- The Washington Times - Monday, November 21, 2011

ANALYSIS/OPINION:

Once again, something is missing from our Thanksgiving weekend — and I’m not talking about another Harry Potter movie.

I’m talking about a meaningful Washington Redskins game. I’m talking about the D.C. area being filled with chatter about the NFC East race and possible playoff scenarios and who the Redskins might meet in January. I’m talking about excitement, expectation, ecstasy.

What a void. Just as the NFL season has gotten interesting in recent years, the conversation in Washington has tended to turn to other things — whether the coach was going to get fired, perhaps, or how high the team might be picking in the draft. Thanksgiving is when the Serious Ball begins, but the Redskins essentially have been onlookers the past two decades. To the rest of the league, most of which is still in playoff contention, they’re just a tune-up game, a try-not-to-get-hurt game.

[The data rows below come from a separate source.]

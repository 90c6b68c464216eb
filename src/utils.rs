//! Utility functions for the queue engine

use chrono::{DateTime, Utc};
use uuid::Uuid;

/// Generate a new unique game ID
pub fn generate_game_id() -> Uuid {
    Uuid::new_v4()
}

/// Generate a new unique ready check ID
pub fn generate_ready_check_id() -> Uuid {
    Uuid::new_v4()
}

/// Get the current UTC timestamp
pub fn current_timestamp() -> DateTime<Utc> {
    Utc::now()
}

/// Whole seconds left until `deadline`, clamped at zero
pub fn seconds_until(deadline: DateTime<Utc>, now: DateTime<Utc>) -> u64 {
    (deadline - now).num_seconds().max(0) as u64
}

There’s a great line in “Patton”: “An entire world at war, and I’m left out of it?” It’s kind of like that around here at turkey time. Take this week, for instance. Thursday’s menu is positively scrumptious: the 10-0 Green Bay Packers and the 7-3 Detroit Lions for the appetizer, the Miami Dolphins and the Dallas Cowboys — both winners of three straight — for the salad course, and the NFC West-leading San Francisco 49ers and the AFC North-leading Baltimore Ravens for the entree. (And for you history buffs, the Niners-Ravens showdown will feature the first brother-versus-brother coaching matchup in the NFL’s 92 years — San Francisco’s Jim Harbaugh facing off against Baltimore’s John Harbaugh.)

But the Redskins, of course, have nothing to do with any of it. Instead, they’ll be traveling to Seattle to do battle with the 4-6 Seahawks, who are in the postseason picture only because of the invention of mathematics. For Mike Shanahan’s warriors, it’s no longer about playoff dreams, it’s about putting one cleat in front of the other and trying to finish out the schedule before they’re down to 10 men.

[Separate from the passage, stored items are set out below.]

//! Server actor and its handle
//!
//! The actor owns a [`ServerState`] and applies commands one at a time.
//! After every command it publishes the committed transitions and keeps the
//! deadline timer in step with the pending ready check.

use crate::engine::server::{ReadyCheckReply, ServerState};
use crate::engine::snapshot::{ServerSnapshot, StateChange};
use crate::engine::EngineStats;
use crate::error::{EngineResult, QueueError};
use crate::ready_check::check::{CancelReason, ReadyResponse};
use crate::types::{
    GameCancelReason, GameId, GameOutcome, PlayerId, RatingChange, ReadyCheckId, Role, ServerId,
};
use crate::utils::current_timestamp;
use chrono::{DateTime, Utc};
use std::sync::{Arc, RwLock};
use tokio::sync::{broadcast, mpsc, oneshot};
use tokio::task::JoinHandle;
use tracing::{debug, info, warn};

/// Requests handled by a server actor
#[derive(Debug)]
pub enum ServerCommand {
    Join {
        player_id: PlayerId,
        role: Role,
        reply: oneshot::Sender<EngineResult<()>>,
    },
    JoinDuo {
        first: (PlayerId, Role),
        second: (PlayerId, Role),
        reply: oneshot::Sender<EngineResult<()>>,
    },
    Leave {
        player_id: PlayerId,
        reply: oneshot::Sender<bool>,
    },
    Respond {
        player_id: PlayerId,
        response: ReadyResponse,
        reply: oneshot::Sender<EngineResult<ReadyCheckReply>>,
    },
    ResetQueue {
        reply: oneshot::Sender<usize>,
    },
    CancelReadyCheck {
        reply: oneshot::Sender<Option<CancelReason>>,
    },
    ScoreGame {
        game_id: GameId,
        outcome: GameOutcome,
        reply: oneshot::Sender<EngineResult<Vec<RatingChange>>>,
    },
    CancelGame {
        game_id: GameId,
        reason: GameCancelReason,
        reply: oneshot::Sender<EngineResult<()>>,
    },
    GamesAwaitingResult {
        cutoff: DateTime<Utc>,
        reply: oneshot::Sender<Vec<GameId>>,
    },
    Snapshot {
        reply: oneshot::Sender<ServerSnapshot>,
    },
    /// Deadline of a ready check passed; sent by the actor's own timer
    Expire { check_id: ReadyCheckId },
}

impl ServerCommand {
    /// Command name for logs
    pub fn name(&self) -> &'static str {
        match self {
            ServerCommand::Join { .. } => "join",
            ServerCommand::JoinDuo { .. } => "join_duo",
            ServerCommand::Leave { .. } => "leave",
            ServerCommand::Respond { .. } => "respond",
            ServerCommand::ResetQueue { .. } => "reset_queue",
            ServerCommand::CancelReadyCheck { .. } => "cancel_ready_check",
            ServerCommand::ScoreGame { .. } => "score_game",
            ServerCommand::CancelGame { .. } => "cancel_game",
            ServerCommand::GamesAwaitingResult { .. } => "games_awaiting_result",
            ServerCommand::Snapshot { .. } => "snapshot",
            ServerCommand::Expire { .. } => "expire",
        }
    }

    fn player_id(&self) -> Option<PlayerId> {
        match self {
            ServerCommand::Join { player_id, .. }
            | ServerCommand::Leave { player_id, .. }
            | ServerCommand::Respond { player_id, .. } => Some(*player_id),
            ServerCommand::JoinDuo { first, .. } => Some(first.0),
            _ => None,
        }
    }
}

struct DeadlineTimer {
    check_id: ReadyCheckId,
    handle: JoinHandle<()>,
}

/// Actor owning one server's state
pub struct ServerActor {
    state: ServerState,
    commands: mpsc::Receiver<ServerCommand>,
    /// Weak so that pending timers do not keep the actor alive
    timer_sender: mpsc::WeakSender<ServerCommand>,
    events: broadcast::Sender<StateChange>,
    stats: Arc<RwLock<EngineStats>>,
    timer: Option<DeadlineTimer>,
}

impl ServerActor {
    /// Spawn an actor for `state` and return its handle
    pub fn spawn(
        state: ServerState,
        buffer: usize,
        events: broadcast::Sender<StateChange>,
        stats: Arc<RwLock<EngineStats>>,
    ) -> ServerHandle {
        let server_id = state.server_id();
        let (sender, commands) = mpsc::channel(buffer.max(1));

        let actor = Self {
            state,
            commands,
            timer_sender: sender.downgrade(),
            events,
            stats,
            timer: None,
        };
        let task = tokio::spawn(actor.run());

        ServerHandle {
            server_id,
            sender,
            task: Arc::new(task),
        }
    }

    async fn run(mut self) {
        let server_id = self.state.server_id();
        info!("Server actor {} started", server_id);

        while let Some(command) = self.commands.recv().await {
            self.handle(command);
            self.publish();
            self.sync_timer();
        }

        if let Some(timer) = self.timer.take() {
            timer.handle.abort();
        }
        info!("Server actor {} stopped", server_id);
    }

    fn handle(&mut self, command: ServerCommand) {
        let now = current_timestamp();
        debug!(
            server_id = self.state.server_id(),
            player_id = ?command.player_id(),
            command = command.name(),
            "Handling command"
        );

        // A dropped reply receiver only means the caller stopped waiting
        match command {
            ServerCommand::Join {
                player_id,
                role,
                reply,
            } => {
                let _ = reply.send(self.state.join(player_id, role, now));
            }
            ServerCommand::JoinDuo {
                first,
                second,
                reply,
            } => {
                let _ = reply.send(self.state.join_duo(first, second, now));
            }
            ServerCommand::Leave { player_id, reply } => {
                let _ = reply.send(self.state.leave(player_id, now));
            }
            ServerCommand::Respond {
                player_id,
                response,
                reply,
            } => {
                let _ = reply.send(self.state.respond(player_id, response, now));
            }
            ServerCommand::ResetQueue { reply } => {
                let _ = reply.send(self.state.reset_queue());
            }
            ServerCommand::CancelReadyCheck { reply } => {
                let _ = reply.send(self.state.cancel_ready_check(now));
            }
            ServerCommand::ScoreGame {
                game_id,
                outcome,
                reply,
            } => {
                let _ = reply.send(self.state.score_game(game_id, outcome, now));
            }
            ServerCommand::CancelGame {
                game_id,
                reason,
                reply,
            } => {
                let _ = reply.send(self.state.cancel_game(game_id, reason, now));
            }
            ServerCommand::GamesAwaitingResult { cutoff, reply } => {
                let _ = reply.send(self.state.games_awaiting_result(cutoff));
            }
            ServerCommand::Snapshot { reply } => {
                let _ = reply.send(self.state.snapshot(now));
            }
            ServerCommand::Expire { check_id } => {
                if !self.state.expire(check_id, now) {
                    debug!("Stale deadline for ready check {} ignored", check_id);
                }
            }
        }
    }

    fn publish(&mut self) {
        let transitions = self.state.take_transitions();
        if transitions.is_empty() {
            return;
        }

        match self.stats.write() {
            Ok(mut stats) => transitions.iter().for_each(|t| stats.record(t)),
            Err(_) => warn!("Failed to acquire engine stats lock"),
        }

        let snapshot = self.state.snapshot(current_timestamp());
        for transition in transitions {
            // No subscribers is fine
            let _ = self.events.send(StateChange {
                server_id: snapshot.server_id,
                transition,
                snapshot: snapshot.clone(),
            });
        }
    }

    /// Keep exactly one timer running for the pending ready check
    fn sync_timer(&mut self) {
        let active = self.state.active_check().map(|check| check.id);
        if active.is_some() && active == self.timer.as_ref().map(|t| t.check_id) {
            return;
        }

        if let Some(timer) = self.timer.take() {
            timer.handle.abort();
        }

        if let Some(check_id) = active {
            let sender = self.timer_sender.clone();
            let timeout = self.state.ready_check_timeout();
            let handle = tokio::spawn(async move {
                tokio::time::sleep(timeout).await;
                if let Some(sender) = sender.upgrade() {
                    let _ = sender.send(ServerCommand::Expire { check_id }).await;
                }
            });
            self.timer = Some(DeadlineTimer { check_id, handle });
        }
    }
}

/// Cheap, cloneable handle to a server actor
#[derive(Debug, Clone)]
pub struct ServerHandle {
    server_id: ServerId,
    sender: mpsc::Sender<ServerCommand>,
    task: Arc<JoinHandle<()>>,
}

impl ServerHandle {
    pub fn server_id(&self) -> ServerId {
        self.server_id
    }

    /// Whether the actor is still accepting commands
    pub fn is_alive(&self) -> bool {
        !self.sender.is_closed() && !self.task.is_finished()
    }

    async fn request<T>(
        &self,
        command: impl FnOnce(oneshot::Sender<T>) -> ServerCommand,
    ) -> EngineResult<T> {
        let unavailable = || QueueError::ServerUnavailable {
            server_id: self.server_id,
        };
        let (reply, response) = oneshot::channel();

        self.sender
            .send(command(reply))
            .await
            .map_err(|_| unavailable())?;
        response.await.map_err(|_| unavailable())
    }

    pub async fn join(&self, player_id: PlayerId, role: Role) -> EngineResult<()> {
        self.request(|reply| ServerCommand::Join {
            player_id,
            role,
            reply,
        })
        .await?
    }

    pub async fn join_duo(&self, first: (PlayerId, Role), second: (PlayerId, Role)) -> EngineResult<()> {
        self.request(|reply| ServerCommand::JoinDuo {
            first,
            second,
            reply,
        })
        .await?
    }

    /// Leave the queue; returns whether the player had anything to leave
    pub async fn leave(&self, player_id: PlayerId) -> EngineResult<bool> {
        self.request(|reply| ServerCommand::Leave { player_id, reply })
            .await
    }

    pub async fn respond(
        &self,
        player_id: PlayerId,
        response: ReadyResponse,
    ) -> EngineResult<ReadyCheckReply> {
        self.request(|reply| ServerCommand::Respond {
            player_id,
            response,
            reply,
        })
        .await?
    }

    pub async fn reset_queue(&self) -> EngineResult<usize> {
        self.request(|reply| ServerCommand::ResetQueue { reply })
            .await
    }

    pub async fn cancel_ready_check(&self) -> EngineResult<Option<CancelReason>> {
        self.request(|reply| ServerCommand::CancelReadyCheck { reply })
            .await
    }

    pub async fn score_game(
        &self,
        game_id: GameId,
        outcome: GameOutcome,
    ) -> EngineResult<Vec<RatingChange>> {
        self.request(|reply| ServerCommand::ScoreGame {
            game_id,
            outcome,
            reply,
        })
        .await?
    }

    pub async fn cancel_game(&self, game_id: GameId, reason: GameCancelReason) -> EngineResult<()> {
        self.request(|reply| ServerCommand::CancelGame {
            game_id,
            reason,
            reply,
        })
        .await?
    }

    /// Open games created at or before `cutoff`
    pub async fn games_awaiting_result(&self, cutoff: DateTime<Utc>) -> EngineResult<Vec<GameId>> {
        self.request(|reply| ServerCommand::GamesAwaitingResult { cutoff, reply })
            .await
    }

    pub async fn snapshot(&self) -> EngineResult<ServerSnapshot> {
        self.request(|reply| ServerCommand::Snapshot { reply })
            .await
    }
}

It wasn’t always thus. Once upon a time, Thanksgiving in the nation’s capital meant (in no particular order) family, faith, food … and football — the Four F’s. During the George Allen years (1971-77) and the first Joe Gibbs era (1981-92), the smell of pumpkin pie was almost always associated with a Redskins playoff run. (During which, they were known to squash, if you’ll pardon the expression, any team that stood in their way.)

The Redskins even played on Thanksgiving on several occasions, some of the memorable ones. Most famous/infamous of all was the Clint Longley game in Dallas in 1974 — named after the anonymous Cowboys quarterback who came off the bench and shocked the Over the Hill Gang with a pair of touchdown passes, the second for the winning score with 28 seconds left.

Another year, 1990, the Redskins were forced to play three games in 11 days — Monday-Sunday-Turkey Day — the last at Texas Stadium. Naturally, the finale didn’t go very well (Dallas 27, Washington 17). In fact, when it was over, I’m pretty sure Gibbs sued the NFL schedule maker for extreme cruelty.

Despite these holiday mishaps, the Redskins made the playoffs both seasons. They were part of the NFL discussion back then, going to Super Bowls and sometimes winning them. But now they’re a team that seems to exist only from September to the third week of November. By the time Thanksgiving rolls around, they’re an afterthought — and their fans have to get their kicks watching other clubs, like the neighboring Ravens, compete for the big prize.

Think about it: How often in the last generation — since, say, 1993, when Gibbs first retired — have the Redskins reached Turkey Day with much, if any, buzz surrounding them? Believe it or not, only five times in those 19 years have they had a winning record at this point (8-4 in ’96, 6-5-1 in ’97, 6-4 in ’99, 7-4 in ’00 and 7-4 in ’08). And in all but one instance (’99), they fell apart and failed to reach the playoffs.

The Redskins are the Grinches Who Stole Thanksgiving (and Christmas, too, if you want to throw that in). One of the best parts about the fourth Thursday in November, and the weekend that follows, is the sight of oversized mercenaries tossing a leather ball — and one another — around. But Redskins Nation has come to dread this part of the season. They’ve been robbed, is what they’ve been — robbed of the thrill of the chase (for a postseason berth).

As a New York Giant, Barry Cofield never had to worry about playing in irrelevant games in late November. But in his first year as a Redskin, with the team stuck in a six-game losing streak, he’s getting a crash course in Playing for Pride.

“It’s difficult,” he said Monday, “It’s definitely the first time in my career I’ve been out of the [playoff] picture this early. And we just played our best game in weeks … in months,” in the overtime loss to Dallas.

Welcome to Washington, Barry. Oh, and happy Thanksgiving.